#### Task to complete
Set down the entries once more exactly as they were written.

#### Data
......

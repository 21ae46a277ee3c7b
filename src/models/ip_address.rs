use chrono::{DateTime, Utc};
use serde::{Deserialize, Serialize};

/// Operator-assigned risk level for a monitored address. Unrecognized labels
/// are kept verbatim rather than rejected.
#[derive(Debug, Clone, PartialEq, Eq, Hash, Serialize, Deserialize)]
#[serde(from = "String", into = "String")]
pub enum RiskLevel {
    Low,
    Medium,
    High,
    Critical,
    Other(String),
}

impl RiskLevel {
    pub fn as_str(&self) -> &str {
        match self {
            RiskLevel::Low => "low",
            RiskLevel::Medium => "medium",
            RiskLevel::High => "high",
            RiskLevel::Critical => "critical",
            RiskLevel::Other(label) => label,
        }
    }
}

impl From<String> for RiskLevel {
    fn from(value: String) -> Self {
        match value.as_str() {
            "low" => RiskLevel::Low,
            "medium" => RiskLevel::Medium,
            "high" => RiskLevel::High,
            "critical" => RiskLevel::Critical,
            _ => RiskLevel::Other(value),
        }
    }
}

impl From<RiskLevel> for String {
    fn from(value: RiskLevel) -> Self {
        value.as_str().to_string()
    }
}

#[derive(Debug, Clone, PartialEq, Eq, Hash, Serialize, Deserialize)]
#[serde(from = "String", into = "String")]
pub enum IpCategory {
    Internal,
    External,
    Partner,
    Threat,
    Other(String),
}

impl IpCategory {
    pub fn as_str(&self) -> &str {
        match self {
            IpCategory::Internal => "internal",
            IpCategory::External => "external",
            IpCategory::Partner => "partner",
            IpCategory::Threat => "threat",
            IpCategory::Other(label) => label,
        }
    }
}

impl From<String> for IpCategory {
    fn from(value: String) -> Self {
        match value.as_str() {
            "internal" => IpCategory::Internal,
            "external" => IpCategory::External,
            "partner" => IpCategory::Partner,
            "threat" => IpCategory::Threat,
            _ => IpCategory::Other(value),
        }
    }
}

impl From<IpCategory> for String {
    fn from(value: IpCategory) -> Self {
        value.as_str().to_string()
    }
}

/// A monitored network address. The address itself is an opaque operator
/// entry; no IPv4/IPv6 validation happens on this side.
#[derive(Debug, Clone, Serialize, Deserialize)]
pub struct IpAddress {
    pub id: String,
    pub ip_address: String,
    pub hostname: Option<String>,
    pub location: String,
    pub risk_level: RiskLevel,
    pub category: IpCategory,
    #[serde(default)]
    pub notes: String,
    pub last_seen: DateTime<Utc>,
    pub created_at: DateTime<Utc>,
    pub created_by: String,
}

#[derive(Debug, Clone, Serialize, Deserialize)]
pub struct NewIpAddress {
    pub ip_address: String,
    pub hostname: Option<String>,
    pub location: String,
    pub risk_level: RiskLevel,
    pub category: IpCategory,
    #[serde(default)]
    pub notes: String,
}

#[cfg(test)]
mod tests {
    use super::*;

    #[test]
    fn unknown_risk_label_is_preserved() {
        let risk = RiskLevel::from("severe".to_string());
        assert_eq!(risk, RiskLevel::Other("severe".to_string()));
        assert_eq!(risk.as_str(), "severe");
    }

    #[test]
    fn record_deserializes_with_null_hostname() {
        let row = serde_json::json!({
            "id": "ip-1",
            "ip_address": "203.0.113.189",
            "hostname": null,
            "location": "Unknown",
            "risk_level": "high",
            "category": "external",
            "notes": "Suspicious scanning activity",
            "last_seen": "2026-08-01T12:00:00Z",
            "created_at": "2026-08-01T12:00:00Z",
            "created_by": "user-1"
        });

        let ip: IpAddress = serde_json::from_value(row).expect("deserialize row");
        assert!(ip.hostname.is_none());
        assert_eq!(ip.risk_level, RiskLevel::High);
        assert_eq!(ip.category, IpCategory::External);
    }
}
use crate::commands::storage_err;
use crate::models::api_key::{ApiKey, NewApiKey};
use crate::state::AppState;
use crate::storage::RecordStore;

#[tauri::command]
pub async fn list_api_keys(
    state: tauri::State<'_, AppState>,
    include_secrets: Option<bool>,
) -> Result<Vec<ApiKey>, String> {
    list_api_keys_internal(&state.store, include_secrets.unwrap_or(false)).await
}

#[tauri::command]
pub async fn create_api_key(
    state: tauri::State<'_, AppState>,
    key: NewApiKey,
) -> Result<ApiKey, String> {
    create_api_key_internal(&state.store, key).await
}

#[tauri::command]
pub async fn delete_api_key(
    state: tauri::State<'_, AppState>,
    id: String,
) -> Result<(), String> {
    delete_api_key_internal(&state.store, &id).await
}

#[tauri::command]
pub async fn rotate_api_key(
    state: tauri::State<'_, AppState>,
    id: String,
    new_value: String,
) -> Result<ApiKey, String> {
    rotate_api_key_internal(&state.store, &id, &new_value).await
}

/// Secrets stay masked unless the caller explicitly asks for them, so a
/// listing never leaks key material into the webview by default.
pub async fn list_api_keys_internal<S: RecordStore>(
    store: &S,
    include_secrets: bool,
) -> Result<Vec<ApiKey>, String> {
    let keys = store.list_api_keys().await.map_err(storage_err)?;
    if include_secrets {
        return Ok(keys);
    }
    Ok(keys.iter().map(ApiKey::masked).collect())
}

pub async fn create_api_key_internal<S: RecordStore>(
    store: &S,
    key: NewApiKey,
) -> Result<ApiKey, String> {
    let created = store.insert_api_key(key).await.map_err(storage_err)?;
    log::info!("created API key {} for {}", created.name, created.service);
    Ok(created.masked())
}

pub async fn delete_api_key_internal<S: RecordStore>(store: &S, id: &str) -> Result<(), String> {
    store.delete_api_key(id).await.map_err(storage_err)
}

pub async fn rotate_api_key_internal<S: RecordStore>(
    store: &S,
    id: &str,
    new_value: &str,
) -> Result<ApiKey, String> {
    let rotated = store
        .rotate_api_key(id, new_value)
        .await
        .map_err(storage_err)?;
    log::info!("rotated API key {}", rotated.name);
    Ok(rotated.masked())
}
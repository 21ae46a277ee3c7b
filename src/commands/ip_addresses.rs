use crate::commands::storage_err;
use crate::models::ip_address::{IpAddress, NewIpAddress};
use crate::state::AppState;
use crate::storage::RecordStore;

#[tauri::command]
pub async fn list_ip_addresses(
    state: tauri::State<'_, AppState>,
) -> Result<Vec<IpAddress>, String> {
    list_ip_addresses_internal(&state.store).await
}

#[tauri::command]
pub async fn create_ip_address(
    state: tauri::State<'_, AppState>,
    ip: NewIpAddress,
) -> Result<IpAddress, String> {
    create_ip_address_internal(&state.store, ip).await
}

#[tauri::command]
pub async fn delete_ip_address(
    state: tauri::State<'_, AppState>,
    id: String,
) -> Result<(), String> {
    delete_ip_address_internal(&state.store, &id).await
}

pub async fn list_ip_addresses_internal<S: RecordStore>(
    store: &S,
) -> Result<Vec<IpAddress>, String> {
    store.list_ip_addresses().await.map_err(storage_err)
}

pub async fn create_ip_address_internal<S: RecordStore>(
    store: &S,
    ip: NewIpAddress,
) -> Result<IpAddress, String> {
    let created = store.insert_ip_address(ip).await.map_err(storage_err)?;
    log::info!(
        "monitoring {} ({} risk)",
        created.ip_address,
        created.risk_level.as_str()
    );
    Ok(created)
}

pub async fn delete_ip_address_internal<S: RecordStore>(store: &S, id: &str) -> Result<(), String> {
    store.delete_ip_address(id).await.map_err(storage_err)
}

......

#### The completed task
repository 21ae46a277ee3c7b
filename src/models/ip_address.rs
use chrono::{DateTime, Utc};
use serde::{Deserialize, Serialize};

/// Operator-assigned risk level for a monitored address. Unrecognized labels
/// are kept verbatim rather than rejected.
#[derive(Debug, Clone, PartialEq, Eq, Hash, Serialize, Deserialize)]
#[serde(from = "String", into = "String")]
pub enum RiskLevel {
    Low,
    Medium,
    High,
    Critical,
    Other(String),
}

impl RiskLevel {
    pub fn as_str(&self) -> &str {
        match self {
            RiskLevel::Low => "low",
            RiskLevel::Medium => "medium",
            RiskLevel::High => "high",
            RiskLevel::Critical => "critical",
            RiskLevel::Other(label) => label,
        }
    }
}

impl From<String> for RiskLevel {
    fn from(value: String) -> Self {
        match value.as_str() {
            "low" => RiskLevel::Low,
            "medium" => RiskLevel::Medium,
            "high" => RiskLevel::High,
            "critical" => RiskLevel::Critical,
            _ => RiskLevel::Other(value),
        }
    }
}

impl From<RiskLevel> for String {
    fn from(value: RiskLevel) -> Self {
        value.as_str().to_string()
    }
}

#[derive(Debug, Clone, PartialEq, Eq, Hash, Serialize, Deserialize)]
#[serde(from = "String", into = "String")]
pub enum IpCategory {
    Internal,
    External,
    Partner,
    Threat,
    Other(String),
}

impl IpCategory {
    pub fn as_str(&self) -> &str {
        match self {
            IpCategory::Internal => "internal",
            IpCategory::External => "external",
            IpCategory::Partner => "partner",
            IpCategory::Threat => "threat",
            IpCategory::Other(label) => label,
        }
    }
}

impl From<String> for IpCategory {
    fn from(value: String) -> Self {
        match value.as_str() {
            "internal" => IpCategory::Internal,
            "external" => IpCategory::External,
            "partner" => IpCategory::Partner,
            "threat" => IpCategory::Threat,
            _ => IpCategory::Other(value),
        }
    }
}

impl From<IpCategory> for String {
    fn from(value: IpCategory) -> Self {
        value.as_str().to_string()
    }
}

/// A monitored network address. The address itself is an opaque operator
/// entry; no IPv4/IPv6 validation happens on this side.
#[derive(Debug, Clone, Serialize, Deserialize)]
pub struct IpAddress {
    pub id: String,
    pub ip_address: String,
    pub hostname: Option<String>,
    pub location: String,
    pub risk_level: RiskLevel,
    pub category: IpCategory,
    #[serde(default)]
    pub notes: String,
    pub last_seen: DateTime<Utc>,
    pub created_at: DateTime<Utc>,
    pub created_by: String,
}

#[derive(Debug, Clone, Serialize, Deserialize)]
pub struct NewIpAddress {
    pub ip_address: String,
    pub hostname: Option<String>,
    pub location: String,
    pub risk_level: RiskLevel,
    pub category: IpCategory,
    #[serde(default)]
    pub notes: String,
}

#[cfg(test)]
mod tests {
    use super::*;

    #[test]
    fn unknown_risk_label_is_preserved() {
        let risk = RiskLevel::from("severe".to_string());
        assert_eq!(risk, RiskLevel::Other("severe".to_string()));
        assert_eq!(risk.as_str(), "severe");
    }

    #[test]
    fn record_deserializes_with_null_hostname() {
        let row = serde_json::json!({
            "id": "ip-1",
            "ip_address": "203.0.113.189",
            "hostname": null,
            "location": "Unknown",
            "risk_level": "high",
            "category": "external",
            "notes": "Suspicious scanning activity",
            "last_seen": "2026-08-01T12:00:00Z",
            "created_at": "2026-08-01T12:00:00Z",
            "created_by": "user-1"
        });

        let ip: IpAddress = serde_json::from_value(row).expect("deserialize row");
        assert!(ip.hostname.is_none());
        assert_eq!(ip.risk_level, RiskLevel::High);
        assert_eq!(ip.category, IpCategory::External);
    }
}
use crate::commands::storage_err;
use crate::models::api_key::{ApiKey, NewApiKey};
use crate::state::AppState;
use crate::storage::RecordStore;

#[tauri::command]
pub async fn list_api_keys(
    state: tauri::State<'_, AppState>,
    include_secrets: Option<bool>,
) -> Result<Vec<ApiKey>, String> {
    list_api_keys_internal(&state.store, include_secrets.unwrap_or(false)).await
}

#[tauri::command]
pub async fn create_api_key(
    state: tauri::State<'_, AppState>,
    key: NewApiKey,
) -> Result<ApiKey, String> {
    create_api_key_internal(&state.store, key).await
}

#[tauri::command]
pub async fn delete_api_key(
    state: tauri::State<'_, AppState>,
    id: String,
) -> Result<(), String> {
    delete_api_key_internal(&state.store, &id).await
}

#[tauri::command]
pub async fn rotate_api_key(
    state: tauri::State<'_, AppState>,
    id: String,
    new_value: String,
) -> Result<ApiKey, String> {
    rotate_api_key_internal(&state.store, &id, &new_value).await
}

/// Secrets stay masked unless the caller explicitly asks for them, so a
/// listing never leaks key material into the webview by default.
pub async fn list_api_keys_internal<S: RecordStore>(
    store: &S,
    include_secrets: bool,
) -> Result<Vec<ApiKey>, String> {
    let keys = store.list_api_keys().await.map_err(storage_err)?;
    if include_secrets {
        return Ok(keys);
    }
    Ok(keys.iter().map(ApiKey::masked).collect())
}

pub async fn create_api_key_internal<S: RecordStore>(
    store: &S,
    key: NewApiKey,
) -> Result<ApiKey, String> {
    let created = store.insert_api_key(key).await.map_err(storage_err)?;
    log::info!("created API key {} for {}", created.name, created.service);
    Ok(created.masked())
}

pub async fn delete_api_key_internal<S: RecordStore>(store: &S, id: &str) -> Result<(), String> {
    store.delete_api_key(id).await.map_err(storage_err)
}

pub async fn rotate_api_key_internal<S: RecordStore>(
    store: &S,
    id: &str,
    new_value: &str,
) -> Result<ApiKey, String> {
    let rotated = store
        .rotate_api_key(id, new_value)
        .await
        .map_err(storage_err)?;
    log::info!("rotated API key {}", rotated.name);
    Ok(rotated.masked())
}
repository 21ae46a277ee3c7b
filename src/commands/ip_addresses.rs
use crate::commands::storage_err;
use crate::models::ip_address::{IpAddress, NewIpAddress};
use crate::state::AppState;
use crate::storage::RecordStore;

#[tauri::command]
pub async fn list_ip_addresses(
    state: tauri::State<'_, AppState>,
) -> Result<Vec<IpAddress>, String> {
    list_ip_addresses_internal(&state.store).await
}

#[tauri::command]
pub async fn create_ip_address(
    state: tauri::State<'_, AppState>,
    ip: NewIpAddress,
) -> Result<IpAddress, String> {
    create_ip_address_internal(&state.store, ip).await
}

#[tauri::command]
pub async fn delete_ip_address(
    state: tauri::State<'_, AppState>,
    id: String,
) -> Result<(), String> {
    delete_ip_address_internal(&state.store, &id).await
}

pub async fn list_ip_addresses_internal<S: RecordStore>(
    store: &S,
) -> Result<Vec<IpAddress>, String> {
    store.list_ip_addresses().await.map_err(storage_err)
}

pub async fn create_ip_address_internal<S: RecordStore>(
    store: &S,
    ip: NewIpAddress,
) -> Result<IpAddress, String> {
    let created = store.insert_ip_address(ip).await.map_err(storage_err)?;
    log::info!(
        "monitoring {} ({} risk)",
        created.ip_address,
        created.risk_level.as_str()
    );
    Ok(created)
}

pub async fn delete_ip_address_internal<S: RecordStore>(store: &S, id: &str) -> Result<(), String> {
    store.delete_ip_address(id).await.map_err(storage_err)
}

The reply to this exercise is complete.